Wall Street tem pior trimestre desde a queda do Lehman Brothers. Afunda 20%

As bolsas norte-americanas deslizaram quase 2% no dia do encerramento do pior trimestre desde a grande crise de 2008. S&P 500 afundou 20% no acumulado dos três meses.

As bolsas norte-americanas encerraram esta terça-feira o pior trimestre desde a queda do Lehman Brothers em 2008.EPA/JUSTIN LANE

As bolsas norte-americanas deslizaram no fim do pior trimestre desde a crise financeira de 2008. Os três principais índices de Wall Street não foram capazes de manter a recuperação iniciada na semana passada, interrompendo a subida com mais um dia de quedas de quase 2%.
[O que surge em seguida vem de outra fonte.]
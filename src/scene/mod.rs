mod primitive;
pub mod qbvh;
mod triangle_block;

use index_vec::IndexVec;
use rayon::prelude::*;

use crate::{
    geometry::{Intersection, Ray, WorldBox},
    mesh::{Mesh, MeshIdx},
};

pub use primitive::{Primitive, Shape, Sphere, TrianglePrimitive};
pub use qbvh::{Qbvh, QbvhSettings};
pub use triangle_block::{BLOCK_LANES, TriangleBlock};

index_vec::define_index_type! {
    pub struct PrimitiveIdx = u32;
}

/// Everything that can be hit: meshes and the primitives built from them.
#[derive(Clone, Debug, Default)]
pub struct SceneGeometry {
    pub meshes: IndexVec<MeshIdx, Mesh>,
    pub primitives: IndexVec<PrimitiveIdx, Primitive>,
}

impl SceneGeometry {
    pub fn bounding_box(&self) -> WorldBox {
        self.primitives
            .iter()
            .fold(WorldBox::empty(), |acc, p| acc.union(&p.bounding_box(self)))
    }
}

/// Spatial index over the primitives of a scene.
/// Built once from complete geometry, then queried concurrently.
pub trait Accelerator: Send + Sync + Sized {
    type Settings: Default;

    fn build(geometry: &SceneGeometry, settings: &Self::Settings) -> Self;

    /// Finds the globally nearest hit with t in (ray.t_min, min(ray.t_max, hit.t)],
    /// the same one a brute force scan over all primitives would find.
    /// Sets `hit.primitive` and returns true on a hit, leaves `hit` untouched otherwise.
    fn intersect(&self, ray: &Ray, geometry: &SceneGeometry, hit: &mut Intersection) -> bool;

    fn bounding_box(&self) -> WorldBox;
}

/// Owns the scene geometry and optionally an accelerator built over it.
///
/// Building methods take `&mut self` and invalidate the accelerator,
/// queries take `&self` and can run from any number of threads.
#[derive(Clone, Debug)]
pub struct Scene<A: Accelerator = Qbvh> {
    geometry: SceneGeometry,
    accelerator: Option<A>,
}

impl Scene {
    pub fn new() -> Scene {
        Scene::empty()
    }
}

impl<A: Accelerator> Default for Scene<A> {
    fn default() -> Self {
        Self::empty()
    }
}

impl<A: Accelerator> Scene<A> {
    pub fn empty() -> Self {
        Scene {
            geometry: SceneGeometry::default(),
            accelerator: None,
        }
    }

    /// Registers a mesh. Its triangles become primitives in the next `generate_triangle_buffer`.
    pub fn add_mesh(&mut self, mesh: Mesh) -> MeshIdx {
        self.accelerator = None;
        self.geometry.meshes.push(mesh)
    }

    /// Adds a sphere primitive.
    /// The returned index stays valid until the next `generate_triangle_buffer`.
    pub fn add_sphere(&mut self, sphere: Sphere) -> PrimitiveIdx {
        self.accelerator = None;
        self.geometry.primitives.push(Primitive::Sphere(sphere))
    }

    /// Rebuilds triangle primitives from all registered meshes.
    /// Other primitives are kept, in their original order, ahead of the triangles.
    /// Drops the accelerator.
    pub fn generate_triangle_buffer(&mut self) {
        self.accelerator = None;

        let primitives = std::mem::take(&mut self.geometry.primitives);
        let mut primitives: IndexVec<PrimitiveIdx, Primitive> = primitives
            .into_iter()
            .filter(|p| p.as_triangle().is_none())
            .collect();

        for (mesh_index, mesh) in self.geometry.meshes.iter_enumerated() {
            primitives.extend(mesh.triangles().iter().map(|vertices| {
                Primitive::Triangle(TrianglePrimitive {
                    mesh: mesh_index,
                    vertices: *vertices,
                })
            }));
        }

        log::debug!(
            "Generated triangle buffer: {} primitives from {} meshes",
            primitives.len(),
            self.geometry.meshes.len()
        );
        self.geometry.primitives = primitives;
    }

    /// Builds the accelerator with default settings, replacing any previous one.
    pub fn build_accelerator(&mut self) {
        self.build_accelerator_with(&A::Settings::default());
    }

    pub fn build_accelerator_with(&mut self, settings: &A::Settings) {
        self.accelerator = None;
        self.accelerator = Some(A::build(&self.geometry, settings));
    }

    /// Drops the accelerator, all primitives and all meshes.
    /// Calling it again has no further effect.
    pub fn release(&mut self) {
        if self.accelerator.is_some() || !self.geometry.primitives.is_empty() {
            log::debug!("Releasing scene with {} primitives", self.primitive_count());
        }
        self.accelerator = None;
        self.geometry = SceneGeometry::default();
    }

    /// Records the nearest hit with t in (ray.t_min, min(ray.t_max, hit.t)] in `hit`.
    /// Uses the accelerator if one was built, otherwise tests every primitive.
    /// Degenerate rays never hit anything.
    /// Returns false and leaves `hit` untouched if nothing was hit.
    pub fn get_intersect(&self, ray: &Ray, hit: &mut Intersection) -> bool {
        if ray.is_degenerate() {
            return false;
        }

        match &self.accelerator {
            Some(accelerator) => accelerator.intersect(ray, &self.geometry, hit),
            None => self.brute_force(ray, hit),
        }
    }

    pub fn intersect(&self, ray: &Ray) -> Option<Intersection> {
        let mut hit = Intersection::default();
        self.get_intersect(ray, &mut hit).then_some(hit)
    }

    /// Tests every primitive, ignoring the accelerator.
    pub fn intersect_brute_force(&self, ray: &Ray) -> Option<Intersection> {
        let mut hit = Intersection::default();
        (!ray.is_degenerate() && self.brute_force(ray, &mut hit)).then_some(hit)
    }

    /// Each primitive is tested against its own fresh record, only a strictly closer
    /// result replaces the best one.
    fn brute_force(&self, ray: &Ray, hit: &mut Intersection) -> bool {
        let mut best: Option<Intersection> = None;

        for (index, primitive) in self.geometry.primitives.iter_enumerated() {
            let mut candidate = Intersection {
                t: hit.t,
                ..Intersection::default()
            };
            if primitive.intersect(ray, &self.geometry, &mut candidate)
                && best.as_ref().is_none_or(|b| candidate.t < b.t)
            {
                candidate.primitive = Some(index);
                best = Some(candidate);
            }
        }

        match best {
            Some(best) => {
                *hit = best;
                true
            }
            None => false,
        }
    }

    /// Intersects all rays on the rayon thread pool.
    /// Results are in the order of the rays.
    pub fn intersect_all(&self, rays: &[Ray]) -> Vec<Option<Intersection>> {
        rays.par_iter().map(|ray| self.intersect(ray)).collect()
    }

    pub fn geometry(&self) -> &SceneGeometry {
        &self.geometry
    }

    pub fn accelerator(&self) -> Option<&A> {
        self.accelerator.as_ref()
    }

    pub fn is_accelerated(&self) -> bool {
        self.accelerator.is_some()
    }

    pub fn primitive_count(&self) -> usize {
        self.geometry.primitives.len()
    }

    pub fn bounding_box(&self) -> WorldBox {
        match &self.accelerator {
            Some(accelerator) => accelerator.bounding_box(),
            None => self.geometry.bounding_box(),
        }
    }
}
O S&P 500 derrapou 1,68%, para 2.582,46 pontos. Mas, no trimestre, o índice afundou cerca de 20,28%, o maior deslize desde a falência do banco Lehman Brothers e o pior primeiro trimestre da história do índice de referência. Concretamente no mês de março, a queda foi de 12,51%, uma derrocada provocada pela pandemia do coronavírus, que teve origem na China e parou a economia em grande parte do globo.

O industrial Dow Jones recuou 1,97%, para 21.887,78 pontos, acumulando uma desvalorização trimestral de 23,20%. Já o tecnológico Nasdaq perdeu 1,04%, para 7.693,14 pontos, uma queda de 14,18% no trimestre agora concluído, a menor dos três grandes índices.

Apesar de mais um dia de quedas, a sessão apontou para uma acalmia na volatilidade que tem caracterizado os mercados financeiros ao longo do último mês. O VIX, que mede a volatilidade no S&P 500 com base nas opções de compra e venda sobre o índice, caiu 3,54 pontos, ou 6,67%, estando nos 53,54 pontos.

A Microsoft pesou nas bolsas. Depois de valorizar mais de 7% na segunda-feira, a empresa corrigiu e registou uma perda de 1,57%. Os títulos da cotada fundada por Bill Gates valem agora 157,71 dólares. Também no setor tecnológico, a Amazon cedeu 0,72%, para 1.949,72 dólares cada título, enquanto a Apple perdeu 0,20%. As ações da fabricante do iPhone valem agora 154,29 dólares cada.

Na indústria, os holofotes voltaram a estar virados para a Boeing. A gigante norte-americana desvalorizou 2,06%, para 149,14 dólares, cedendo à pressão vendedora que tem afetado a generalidade dos ativos de risco em plena pandemia do Covid-19.

No entanto, também houve destaques positivos na sessão. A Johnson & Johnson continua a negociar em alta, tendo avançado mais 8% esta terça-feira, para 133,01 dólares, à medida que os investidores vão olhando com esperança para a notícia de que a farmacêutica vai começar a testar uma vacina para o novo coronavírus em pacientes humanos já a partir de setembro.